Die „Londoner Polyglotte“ (1655–1657), die letzte der aufwendig gestalteten klassischen Mehrsprachenbibeln

Biblia Sacra Polyglotta : Complectentia Textus Originales, Hebraicum, cum Pentateucho Samaritano, Chaldaicum, Græcum, Versionumque antiquarum Samaritanæ, Græcæ LXXII Interp., Chaldaicæ, Syriacæ, Arabicæ, Æthiopicæ, Persicæ, Vulg. Lat.; Quicquid comparari poterat; Cum Textuum, & Versionum Orientalium Translationibus Latinis; Ex Vetustissimis Mss.
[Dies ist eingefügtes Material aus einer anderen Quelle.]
//! Phone Dokan Admin - Internal product-entry tool.
//!
//! This binary serves the admin tool on port 3001.
//!
//! # Architecture
//!
//! - Axum web framework with Askama server-side rendering
//! - MongoDB (same database as the storefront; this is the write side)
//! - Asset uploads delegated to the external image CDN
//! - Login restricted to accounts with `isAdmin`
//!
//! Keep this binary off the public internet; it has the CDN private key
//! and writes to the catalog.

#![cfg_attr(not(test), forbid(unsafe_code))]

use axum::extract::State;
use axum::http::StatusCode;
use axum::{Router, routing::get};
use tower_http::trace::TraceLayer;

use phone_dokan_admin::config::AdminConfig;
use phone_dokan_admin::state::AppState;
use phone_dokan_admin::{db, middleware, routes};

use sentry::integrations::tracing as sentry_tracing;
use tracing_subscriber::{layer::SubscriberExt, util::SubscriberInitExt};

/// Initialize Sentry error tracking and return guard that must be kept alive.
fn init_sentry(config: &AdminConfig) -> Option<sentry::ClientInitGuard> {
    let dsn = config.sentry_dsn.as_ref()?;

    let guard = sentry::init((
        dsn.as_str(),
        sentry::ClientOptions {
            release: sentry::release_name!(),
            environment: config
                .sentry_environment
                .clone()
                .map(std::borrow::Cow::Owned),
            attach_stacktrace: true,
            ..Default::default()
        },
    ));

    tracing::info!("Sentry initialized");
    Some(guard)
}

/// Filter tracing events to Sentry event types.
fn sentry_event_filter(metadata: &tracing::Metadata<'_>) -> sentry_tracing::EventFilter {
    match *metadata.level() {
        tracing::Level::ERROR | tracing::Level::WARN => sentry_tracing::EventFilter::Event,
        tracing::Level::INFO | tracing::Level::DEBUG => sentry_tracing::EventFilter::Breadcrumb,
        _ => sentry_tracing::EventFilter::Ignore,
    }
}

#[tokio::main]
async fn main() {
    // Load configuration from environment (needed for Sentry init)
    let config = AdminConfig::from_env().expect("Failed to load configuration");

    // Initialize Sentry (must be done before tracing subscriber)
    let _sentry_guard = init_sentry(&config);

    // Initialize tracing with EnvFilter and Sentry integration
    let env_filter = tracing_subscriber::EnvFilter::try_from_default_env()
        .unwrap_or_else(|_| "phone_dokan_admin=info,tower_http=debug".into());

    tracing_subscriber::registry()
        .with(env_filter)
        .with(tracing_subscriber::fmt::layer())
        .with(sentry_tracing::layer().event_filter(sentry_event_filter))
        .init();

    // Connect to MongoDB; the handle is reused for every request
    let database = db::connect(&config.database_url, &config.database_name)
        .await
        .expect("Failed to connect to MongoDB");
    tracing::info!("MongoDB client initialized");

    // Build application state
    let state = AppState::new(config.clone(), database);

    // Create session layer
    let session_layer = middleware::create_session_layer(state.config());

    // Build router
    let app = Router::new()
        .route("/health", get(health))
        .route("/health/ready", get(readiness))
        .merge(routes::routes())
        .layer(TraceLayer::new_for_http())
        .layer(session_layer)
        .with_state(state)
        // Sentry layers (outermost for full request coverage)
        .layer(sentry_tower::NewSentryLayer::new_from_top())
        .layer(sentry_tower::SentryHttpLayer::new().enable_transaction());

    // Start server
    let addr = config.socket_addr();
    tracing::info!("admin listening on {}", addr);

    let listener = tokio::net::TcpListener::bind(addr)
        .await
        .expect("Failed to bind to address");

    axum::serve(listener, app)
        .with_graceful_shutdown(shutdown_signal())
        .await
        .expect("Server error");
}

/// Liveness health check endpoint.
async fn health() -> &'static str {
    "ok"
}

/// Readiness health check endpoint.
///
/// Verifies database connectivity before returning OK.
async fn readiness(State(state): State<AppState>) -> StatusCode {
    match state.db().run_command(bson::doc! { "ping": 1 }).await {
        Ok(_) => StatusCode::OK,
        Err(_) => StatusCode::SERVICE_UNAVAILABLE,
    }
}

/// Wait for shutdown signal (Ctrl+C or SIGTERM).
async fn shutdown_signal() {
    let ctrl_c = async {
        tokio::signal::ctrl_c()
            .await
            .expect("Failed to install Ctrl+C handler");
    };

    #[cfg(unix)]
    let terminate = async {
        tokio::signal::unix::signal(tokio::signal::unix::SignalKind::terminate())
            .expect("Failed to install signal handler")
            .recv()
            .await;
    };

    #[cfg(not(unix))]
    let terminate = std::future::pending::<()>();

    tokio::select! {
        () = ctrl_c => {},
        () = terminate => {},
    }

    tracing::info!("Shutdown signal received, starting graceful shutdown");
}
Undique Conquisitis, optimisque Exemplaribus impressis [...]. [T. 1-2]
London : Roycroft, 1657
BFSt: 1 A 1-2

In der Folge von Humanismus und Reformation begann neben der Übersetzung der Bibel in die Volkssprachen auch die textkritische Forschung zur Bibel. Als wichtige Grundlage für diese Arbeit dienten Mehrsprachenbibeln, in denen die Bibeltexte in den Ursprachen und wichtigen Vergleichssprachen in einer Art Synopse nebeneinander präsentiert wurden. Die sechsbändige „Londoner Polyglotte“ (1655–1657) war die letzte der aufwendig gestalteten klassischen Mehrsprachenbibeln, markierte aber zugleich den eigentlichen Auftakt der wissenschaftlichen Textkritik. Herausgegeben von dem anglikanischen Theologen Brian Walton (um 1600-1661) auf Subskriptionsbasis, beinhaltet sie alle wichtigen alten und von den Kirchen benutzten Texte in hebräischer, griechischer, lateinischer, aramäischer, syrischer, arabischer, persischer und äthiopischer Sprache. Die parallel gesetzten Texte in den verschiedenen Sprachen machen sie zu einem absoluten Meisterwerk der Typografie.